KPK akui tak masalah jika Yaqut mengajukan gugatan praperadilan. KPK mengatakan hal tersebut merupakan hak tersangka.
"KPK menghormati hak hukum Tersangka Saudara YCQ, yang mengajukan praperadilan dalam perkara dugaan tindak pidana korupsi terkait kuota haji untuk penyelenggaraan ibadah haji Indonesia tahun 2023-2024," ujar Jubir KPK Budi Prasetyo, dilansir Bacakoran.co dari Detiknews, Sabtu (14/2/2026).
Sebelumnya meski telah menjadi tersangka di kasus korupsi kuota haji, eks Menag Yaqut Cholil Qoumas belum juga ditahan.
Kemudian, Komisi Pemberantasan Korupsi (KPK) membeberkan alasan kenapa eks Menag belum juga ditahan setelah resmi menjadi tersangka.
Juru Bicara KPK Budi Prasetyo membeberkan pemeriksaan Yaqut hari ini hanya fokus pada perhitungan kerugian negara dalam kasus kuota haji, sehingga belum ada urgensi untuk menahannya.
"Memang hari ini pemeriksaannya masih fokus dilakukan oleh BPK, yaitu untuk menghitung kerugian keruangan negara.

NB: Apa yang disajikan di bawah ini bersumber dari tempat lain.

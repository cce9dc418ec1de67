//! Command handlers.

pub(crate) mod config;
//! Typed configuration model exchanged with the `/config` endpoint.
//!
//! # Design
//! - Every field is optional so a section can be empty after a wholesale
//!   replace; baselines only apply when a value is first seeded.
//! - Wire names are `PascalCase`; empty fields are omitted on the wire.
//! - Keys this client does not model are kept in `extra` and sent back
//!   unchanged, at the top level and inside every section.

use std::fmt::{self, Display, Formatter};

use serde::{Deserialize, Deserializer, Serialize};
use serde_json::{Map, Value};

/// Canonical settings value with its four sections.
///
/// [`Default`] yields the baseline of every section. Deserializing a server
/// response instead leaves missing or `null` sections empty.
#[derive(Debug, Clone, PartialEq, Eq, Serialize, Deserialize)]
#[serde(rename_all = "PascalCase")]
pub struct Configuration {
    /// Log file rotation settings.
    #[serde(default, deserialize_with = "nullable_section")]
    pub logs: Logs,
    /// Self-update policy.
    #[serde(default, deserialize_with = "nullable_section")]
    pub updates: Updates,
    /// Developer-facing toggles.
    #[serde(default, deserialize_with = "nullable_section")]
    pub debugging: Debugging,
    /// Background service settings.
    #[serde(default, deserialize_with = "nullable_section")]
    pub service: Service,
    /// Top-level entries without a typed section.
    #[serde(flatten)]
    pub extra: Map<String, Value>,
}

impl Default for Configuration {
    fn default() -> Self {
        Self {
            logs: Logs::baseline(),
            updates: Updates::baseline(),
            debugging: Debugging::baseline(),
            service: Service::baseline(),
            extra: Map::new(),
        }
    }
}

impl Configuration {
    /// Build a configuration from partial data, filling every absent or `null`
    /// section with its baseline. Present sections are taken verbatim.
    ///
    /// # Errors
    ///
    /// Returns an error when `seed` is neither `null` nor an object, or when a
    /// present section does not fit its shape.
    pub fn from_seed(seed: &Value) -> Result<Self, serde_json::Error> {
        if seed.is_null() {
            return Ok(Self::default());
        }
        let seed = SeedConfiguration::deserialize(seed)?;
        Ok(Self {
            logs: seed.logs.unwrap_or_else(Logs::baseline),
            updates: seed.updates.unwrap_or_else(Updates::baseline),
            debugging: seed.debugging.unwrap_or_else(Debugging::baseline),
            service: seed.service.unwrap_or_else(Service::baseline),
            extra: seed.extra,
        })
    }

    /// Parse a server response. Missing or `null` sections become empty.
    ///
    /// # Errors
    ///
    /// Returns an error when the body is not an object or a section does not
    /// fit its shape.
    pub fn from_response(body: Value) -> Result<Self, serde_json::Error> {
        serde_json::from_value(body)
    }

    /// Serialize into the wire representation.
    ///
    /// # Errors
    ///
    /// Returns an error if serialization fails.
    pub fn to_value(&self) -> Result<Value, serde_json::Error> {
        serde_json::to_value(self)
    }

    /// Overwrite every section with the ones from `next`.
    pub fn replace_sections(&mut self, next: Self) {
        self.logs = next.logs;
        self.updates = next.updates;
        self.debugging = next.debugging;
        self.service = next.service;
        self.extra = next.extra;
    }
}

#[derive(Deserialize)]
#[serde(rename_all = "PascalCase")]
struct SeedConfiguration {
    #[serde(default)]
    logs: Option<Logs>,
    #[serde(default)]
    updates: Option<Updates>,
    #[serde(default)]
    debugging: Option<Debugging>,
    #[serde(default)]
    service: Option<Service>,
    #[serde(flatten)]
    extra: Map<String, Value>,
}

fn nullable_section<'de, D, T>(deserializer: D) -> Result<T, D::Error>
where
    D: Deserializer<'de>,
    T: Deserialize<'de> + Default,
{
    Option::<T>::deserialize(deserializer).map(Option::unwrap_or_default)
}

/// Log rotation settings.
#[derive(Debug, Clone, Default, PartialEq, Eq, Serialize, Deserialize)]
#[serde(rename_all = "PascalCase")]
pub struct Logs {
    /// Directory receiving log files; empty means the platform default.
    #[serde(default, skip_serializing_if = "Option::is_none")]
    pub folder: Option<String>,
    /// Number of rotated files kept on disk.
    #[serde(default, skip_serializing_if = "Option::is_none")]
    pub max_files_number: Option<i64>,
    /// Size cap of a single log file, in megabytes.
    #[serde(default, skip_serializing_if = "Option::is_none")]
    pub max_files_size: Option<i64>,
    /// Age after which rotated files are deleted; negative keeps them
    /// forever.
    #[serde(default, skip_serializing_if = "Option::is_none")]
    pub max_age_days: Option<i64>,
    /// Fields without a typed counterpart.
    #[serde(flatten)]
    pub extra: Map<String, Value>,
}

impl Logs {
    /// Fixed client-side default.
    #[must_use]
    pub fn baseline() -> Self {
        Self {
            folder: Some(String::new()),
            max_files_number: Some(1),
            max_files_size: Some(30),
            max_age_days: Some(30),
            extra: Map::new(),
        }
    }
}

/// Self-update settings.
#[derive(Debug, Clone, Default, PartialEq, Eq, Serialize, Deserialize)]
#[serde(rename_all = "PascalCase")]
pub struct Updates {
    /// When the client checks for new releases.
    #[serde(default, skip_serializing_if = "Option::is_none")]
    pub frequency: Option<UpdateFrequency>,
    /// Download new releases without asking.
    #[serde(default, skip_serializing_if = "Option::is_none")]
    pub download_auto: Option<bool>,
    /// Release channel name.
    #[serde(default, skip_serializing_if = "Option::is_none")]
    pub update_channel: Option<String>,
    /// Update server override.
    #[serde(default, skip_serializing_if = "Option::is_none")]
    pub update_url: Option<String>,
    /// Public key used to verify downloaded releases.
    #[serde(default, skip_serializing_if = "Option::is_none")]
    pub update_public_key: Option<String>,
    /// Fields without a typed counterpart.
    #[serde(flatten)]
    pub extra: Map<String, Value>,
}

impl Updates {
    /// Fixed client-side default.
    #[must_use]
    pub fn baseline() -> Self {
        Self {
            frequency: Some(UpdateFrequency::Restart),
            download_auto: Some(true),
            update_channel: Some(String::new()),
            update_url: Some(String::new()),
            update_public_key: Some(String::new()),
            extra: Map::new(),
        }
    }
}

/// Update check policy. Unrecognised values are kept verbatim.
#[derive(Debug, Clone, PartialEq, Eq, Hash, Serialize, Deserialize)]
#[serde(from = "String", into = "String")]
pub enum UpdateFrequency {
    /// Check on every start.
    Restart,
    /// Check once a day.
    Daily,
    /// Check once a week.
    Weekly,
    /// Check once a month.
    Monthly,
    /// Never check automatically.
    Manual,
    /// Value this client does not know about.
    Other(String),
}

impl UpdateFrequency {
    /// Wire representation of the policy.
    #[must_use]
    pub fn as_str(&self) -> &str {
        match self {
            Self::Restart => "restart",
            Self::Daily => "daily",
            Self::Weekly => "weekly",
            Self::Monthly => "monthly",
            Self::Manual => "manual",
            Self::Other(value) => value.as_str(),
        }
    }
}

impl From<String> for UpdateFrequency {
    fn from(value: String) -> Self {
        match value.as_str() {
            "restart" => Self::Restart,
            "daily" => Self::Daily,
            "weekly" => Self::Weekly,
            "monthly" => Self::Monthly,
            "manual" => Self::Manual,
            _ => Self::Other(value),
        }
    }
}

impl From<UpdateFrequency> for String {
    fn from(value: UpdateFrequency) -> Self {
        match value {
            UpdateFrequency::Other(value) => value,
            known => known.as_str().to_string(),
        }
    }
}

impl Display for UpdateFrequency {
    fn fmt(&self, formatter: &mut Formatter<'_>) -> fmt::Result {
        formatter.write_str(self.as_str())
    }
}

/// Developer toggles.
#[derive(Debug, Clone, Default, PartialEq, Eq, Serialize, Deserialize)]
#[serde(rename_all = "PascalCase")]
pub struct Debugging {
    /// Show internal diagnostic panels.
    #[serde(default, skip_serializing_if = "Option::is_none")]
    pub show_panels: Option<bool>,
    /// Fields without a typed counterpart.
    #[serde(flatten)]
    pub extra: Map<String, Value>,
}

impl Debugging {
    /// Fixed client-side default.
    #[must_use]
    pub fn baseline() -> Self {
        Self {
            show_panels: Some(false),
            extra: Map::new(),
        }
    }
}

/// Background service settings.
#[derive(Debug, Clone, Default, PartialEq, Eq, Serialize, Deserialize)]
#[serde(rename_all = "PascalCase")]
pub struct Service {
    /// Start the sync service when the session opens.
    #[serde(default, skip_serializing_if = "Option::is_none")]
    pub auto_start: Option<bool>,
    /// Fields without a typed counterpart.
    #[serde(flatten)]
    pub extra: Map<String, Value>,
}

impl Service {
    /// Fixed client-side default.
    #[must_use]
    pub fn baseline() -> Self {
        Self {
            auto_start: Some(false),
            extra: Map::new(),
        }
    }
}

Karena memang pasal yang digunakan dalam tugas tindak pidana korupsi ini adalah Pasal 2, Pasal 3 (UU Tipikor) yaitu kerugian keruangan negara," ujar Budi di gedung Merah Putih KPK, dilansir Bacakoran.co dari BeritaSatu, Sabtu (31/1/2026).
BACA JUGA:Menteri Yaqut Cholil Berada di Pusaran Korupsi, KPK Periksa Biro Travel dalam Kasus Kuota Haji!
Budi ungkap Yaqut berpeluang ditahan bersama tersangka lain kasus ini, yakni eks stafsus Menag Ishfah Abidal Aziz atau Gus Alex, setelah BPK selesai menghitung kerugian negara final.
Menurut Budi, perhitungan kerugian negara untuk melengkapi berkas penyidikan sehingga bisa menuju tahapan selanjutnya, seperti penahanan, penuntutan hingga persidangan.
"Hasil akhir kalkulasi penghitungan kerugian negaranya itu untuk melengkapi berkas penyidikan, tentu progres berikutnya, adalah bisa dilakukan penahanan, kemudian nanti bisa segera limpah juga dari penyidikan ke penuntutan sehingga nanti kemudian berproses di persidangan," tandas Budi.
Sebelumnya setelah ditetapkan sebagai tersangka, KPK membeberkan peran eks Menag Yaqut Cholil Qoumas dan eks stafsus Yaqut, Ishfah Abidal Aziz.
Plt Deputi Penindakan dan Eksekusi KPK Asep Guntur Rahayu menuturkan Yaqut-lah yang membagikan kuota tambahan 20 ribu dari pemerintah Arab Saudi dengan jumlah yang sama untuk haji khusus dan reguler.
Kemudian hal ini melanggar aturan karena harusnya pembagian kuota haji 93 persen untuk reguler dan sisanya untuk haji khusus.
"Oleh Menteri Agama pada saat itu, saudara YCQ ini, kemudian dibagilah menjadi 50 persen-50 persen, 10.000 - 10.000. Itu tentu tidak apa namanya, tidak sesuai dengan undang-undang yang ada," kata Asep kepada wartawan di gedung KPK, dilansir Bacakoran.co dari Detiknews, Minggu (11/1/2026).